▶ Data section

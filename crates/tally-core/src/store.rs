//! Local reflection of a server-side collection.
//!
//! Every mutation goes to the server first and is followed by a full refresh;
//! the local list is never patched in place.

use std::sync::{Arc, Mutex, MutexGuard};

use async_trait::async_trait;
use tally_domain::{
    Category, CategoryDraft, Expense, ExpenseDraft, Identifiable, YearMonth,
};
use tracing::{debug, info, warn};

use crate::{CoreError, CoreResult, FinanceApi};

/// Per-entity adapter between a [`CollectionStore`] and the remote API.
#[async_trait]
pub trait Collection: Send + Sync + 'static {
    type Item: Identifiable + Clone + Send + Sync + 'static;
    type Draft: Send + Sync + 'static;

    fn label(&self) -> &'static str;

    /// Checks required fields before anything is sent.
    fn validate(&self, draft: &Self::Draft) -> CoreResult<()>;

    async fn fetch(&self, api: &dyn FinanceApi) -> CoreResult<Vec<Self::Item>>;
    async fn create(&self, api: &dyn FinanceApi, draft: &Self::Draft) -> CoreResult<Self::Item>;
    async fn update(
        &self,
        api: &dyn FinanceApi,
        id: i64,
        draft: &Self::Draft,
    ) -> CoreResult<Self::Item>;
    async fn delete(&self, api: &dyn FinanceApi, id: i64) -> CoreResult<()>;
}

/// Categories of the signed-in user.
#[derive(Debug, Clone, Copy, Default)]
pub struct CategoryCollection;

#[async_trait]
impl Collection for CategoryCollection {
    type Item = Category;
    type Draft = CategoryDraft;

    fn label(&self) -> &'static str {
        "categories"
    }

    fn validate(&self, draft: &CategoryDraft) -> CoreResult<()> {
        if draft.name.trim().is_empty() {
            return Err(CoreError::Validation("category name is required".into()));
        }
        if let Some(budget) = draft.monthly_budget {
            if !budget.is_finite() || budget < 0.0 {
                return Err(CoreError::Validation(format!(
                    "monthly budget must be a non-negative amount, got {budget}"
                )));
            }
        }
        Ok(())
    }

    async fn fetch(&self, api: &dyn FinanceApi) -> CoreResult<Vec<Category>> {
        api.list_categories().await
    }

    async fn create(&self, api: &dyn FinanceApi, draft: &CategoryDraft) -> CoreResult<Category> {
        api.create_category(draft).await
    }

    async fn update(
        &self,
        api: &dyn FinanceApi,
        id: i64,
        draft: &CategoryDraft,
    ) -> CoreResult<Category> {
        api.update_category(id, draft).await
    }

    async fn delete(&self, api: &dyn FinanceApi, id: i64) -> CoreResult<()> {
        api.delete_category(id).await
    }
}

/// Which expenses an [`ExpenseCollection`] reflects.
#[derive(Debug, Clone, Copy, PartialEq, Eq, Default)]
pub enum ExpenseScope {
    #[default]
    All,
    Month(YearMonth),
}

/// Expenses of the signed-in user, optionally limited to one calendar month.
#[derive(Debug, Clone, Copy, Default)]
pub struct ExpenseCollection {
    pub scope: ExpenseScope,
}

impl ExpenseCollection {
    pub fn all() -> Self {
        Self {
            scope: ExpenseScope::All,
        }
    }

    pub fn month(period: YearMonth) -> Self {
        Self {
            scope: ExpenseScope::Month(period),
        }
    }
}

#[async_trait]
impl Collection for ExpenseCollection {
    type Item = Expense;
    type Draft = ExpenseDraft;

    fn label(&self) -> &'static str {
        "expenses"
    }

    fn validate(&self, draft: &ExpenseDraft) -> CoreResult<()> {
        if draft.description.trim().is_empty() {
            return Err(CoreError::Validation("expense description is required".into()));
        }
        if !draft.amount.is_finite() || draft.amount <= 0.0 {
            return Err(CoreError::Validation(format!(
                "expense amount must be positive, got {}",
                draft.amount
            )));
        }
        if draft.category_id <= 0 {
            return Err(CoreError::Validation(
                "expense requires a target category".into(),
            ));
        }
        Ok(())
    }

    async fn fetch(&self, api: &dyn FinanceApi) -> CoreResult<Vec<Expense>> {
        match self.scope {
            ExpenseScope::All => api.list_expenses().await,
            ExpenseScope::Month(period) => api.list_expenses_for_month(period).await,
        }
    }

    async fn create(&self, api: &dyn FinanceApi, draft: &ExpenseDraft) -> CoreResult<Expense> {
        api.create_expense(draft.category_id, draft).await
    }

    async fn update(
        &self,
        api: &dyn FinanceApi,
        id: i64,
        draft: &ExpenseDraft,
    ) -> CoreResult<Expense> {
        api.update_expense(id, draft.category_id, draft).await
    }

    async fn delete(&self, api: &dyn FinanceApi, id: i64) -> CoreResult<()> {
        api.delete_expense(id).await
    }
}

/// Proof that the user explicitly confirmed an irreversible deletion.
///
/// Only the view layer mints one, right after asking the user.
#[derive(Debug)]
pub struct DeleteConfirmation {
    _confirmed: (),
}

impl DeleteConfirmation {
    pub fn confirmed() -> Self {
        Self { _confirmed: () }
    }
}

/// Result message of a successful mutation.
///
/// `resynced` is `false` when the mutation went through but the follow-up
/// refresh failed; the refresh error is then available via
/// [`CollectionStore::last_error`].
#[derive(Debug, Clone, PartialEq)]
pub struct Completion<T> {
    pub value: T,
    pub resynced: bool,
}

struct StoreState<T> {
    items: Vec<T>,
    last_error: Option<CoreError>,
    issued: u64,
    applied: u64,
    generation: u64,
    detached: bool,
}

impl<T> Default for StoreState<T> {
    fn default() -> Self {
        Self {
            items: Vec::new(),
            last_error: None,
            issued: 0,
            applied: 0,
            generation: 0,
            detached: false,
        }
    }
}

/// Holds the current local list of one collection and keeps it in step with the server.
pub struct CollectionStore<C: Collection> {
    api: Arc<dyn FinanceApi>,
    collection: C,
    state: Mutex<StoreState<C::Item>>,
}

pub type CategoryStore = CollectionStore<CategoryCollection>;
pub type ExpenseStore = CollectionStore<ExpenseCollection>;

impl CollectionStore<CategoryCollection> {
    pub fn categories(api: Arc<dyn FinanceApi>) -> Self {
        Self::new(api, CategoryCollection)
    }
}

impl CollectionStore<ExpenseCollection> {
    pub fn expenses(api: Arc<dyn FinanceApi>, scope: ExpenseScope) -> Self {
        Self::new(api, ExpenseCollection { scope })
    }
}

impl<C: Collection> CollectionStore<C> {
    pub fn new(api: Arc<dyn FinanceApi>, collection: C) -> Self {
        Self {
            api,
            collection,
            state: Mutex::new(StoreState::default()),
        }
    }

    /// Fetches the full collection and replaces the local list with it.
    ///
    /// Returns the number of locally held items afterwards. On failure the
    /// previous list is kept. A response that resolves after a newer refresh
    /// was applied, or after [`detach`](Self::detach), is discarded.
    pub async fn refresh(&self) -> CoreResult<usize> {
        let label = self.collection.label();
        let ticket = {
            let mut state = self.lock();
            state.issued += 1;
            state.issued
        };
        debug!(collection = label, ticket, "refresh issued");

        let result = self.collection.fetch(&*self.api).await;

        let mut state = self.lock();
        match result {
            Ok(items) => {
                if state.detached {
                    debug!(collection = label, ticket, "refresh discarded, consumer detached");
                    return Ok(state.items.len());
                }
                if ticket <= state.applied {
                    debug!(
                        collection = label,
                        ticket,
                        applied = state.applied,
                        "stale refresh discarded"
                    );
                    return Ok(state.items.len());
                }
                state.items = items;
                state.applied = ticket;
                state.generation += 1;
                state.last_error = None;
                debug!(collection = label, ticket, count = state.items.len(), "refresh applied");
                Ok(state.items.len())
            }
            Err(err) => {
                warn!(collection = label, ticket, error = %err, "refresh failed");
                if ticket > state.applied {
                    state.last_error = Some(err.clone());
                }
                Err(err)
            }
        }
    }

    /// Creates an entity on the server, then resynchronises.
    pub async fn create(&self, draft: &C::Draft) -> CoreResult<Completion<C::Item>> {
        self.collection
            .validate(draft)
            .map_err(|err| self.record_failure("create", err))?;
        let created = self
            .collection
            .create(&*self.api, draft)
            .await
            .map_err(|err| self.record_failure("create", err))?;
        info!(
            collection = self.collection.label(),
            id = created.id(),
            "entity created"
        );
        let resynced = self.resync().await;
        Ok(Completion {
            value: created,
            resynced,
        })
    }

    /// Updates the entity `id` on the server, then resynchronises.
    ///
    /// A failed update leaves the local list as it was.
    pub async fn update(&self, id: i64, draft: &C::Draft) -> CoreResult<Completion<C::Item>> {
        self.collection
            .validate(draft)
            .map_err(|err| self.record_failure("update", err))?;
        let updated = self
            .collection
            .update(&*self.api, id, draft)
            .await
            .map_err(|err| self.record_failure("update", err))?;
        info!(collection = self.collection.label(), id, "entity updated");
        let resynced = self.resync().await;
        Ok(Completion {
            value: updated,
            resynced,
        })
    }

    /// Deletes the entity `id` on the server, then resynchronises.
    pub async fn remove(
        &self,
        id: i64,
        _confirmation: DeleteConfirmation,
    ) -> CoreResult<Completion<i64>> {
        self.collection
            .delete(&*self.api, id)
            .await
            .map_err(|err| self.record_failure("remove", err))?;
        info!(collection = self.collection.label(), id, "entity removed");
        let resynced = self.resync().await;
        Ok(Completion {
            value: id,
            resynced,
        })
    }

    /// Stops applying responses; used once the consumer is no longer interested.
    pub fn detach(&self) {
        self.lock().detached = true;
    }

    pub fn is_detached(&self) -> bool {
        self.lock().detached
    }

    /// Snapshot of the local list.
    pub fn items(&self) -> Vec<C::Item> {
        self.lock().items.clone()
    }

    /// Runs `f` against the local list without cloning it.
    pub fn with_items<R>(&self, f: impl FnOnce(&[C::Item]) -> R) -> R {
        let state = self.lock();
        f(&state.items)
    }

    pub fn get(&self, id: i64) -> Option<C::Item> {
        self.lock().items.iter().find(|item| item.id() == id).cloned()
    }

    pub fn len(&self) -> usize {
        self.lock().items.len()
    }

    pub fn is_empty(&self) -> bool {
        self.lock().items.is_empty()
    }

    pub fn last_error(&self) -> Option<CoreError> {
        self.lock().last_error.clone()
    }

    /// Number of refresh responses applied so far.
    pub fn generation(&self) -> u64 {
        self.lock().generation
    }

    async fn resync(&self) -> bool {
        self.refresh().await.is_ok()
    }

    fn record_failure(&self, operation: &'static str, err: CoreError) -> CoreError {
        warn!(
            collection = self.collection.label(),
            operation,
            error = %err,
            "mutation failed"
        );
        self.lock().last_error = Some(err.clone());
        err
    }

    fn lock(&self) -> MutexGuard<'_, StoreState<C::Item>> {
        self.state.lock().unwrap_or_else(|err| err.into_inner())
    }
}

▶ What the task requires
The answer is each line in which the word "CategoryDraft" occurs, copied from the material above.

▶ Reply
    Category, CategoryDraft, Expense, ExpenseDraft, Identifiable, YearMonth,
    type Draft = CategoryDraft;
    fn validate(&self, draft: &CategoryDraft) -> CoreResult<()> {
    async fn create(&self, api: &dyn FinanceApi, draft: &CategoryDraft) -> CoreResult<Category> {
        draft: &CategoryDraft,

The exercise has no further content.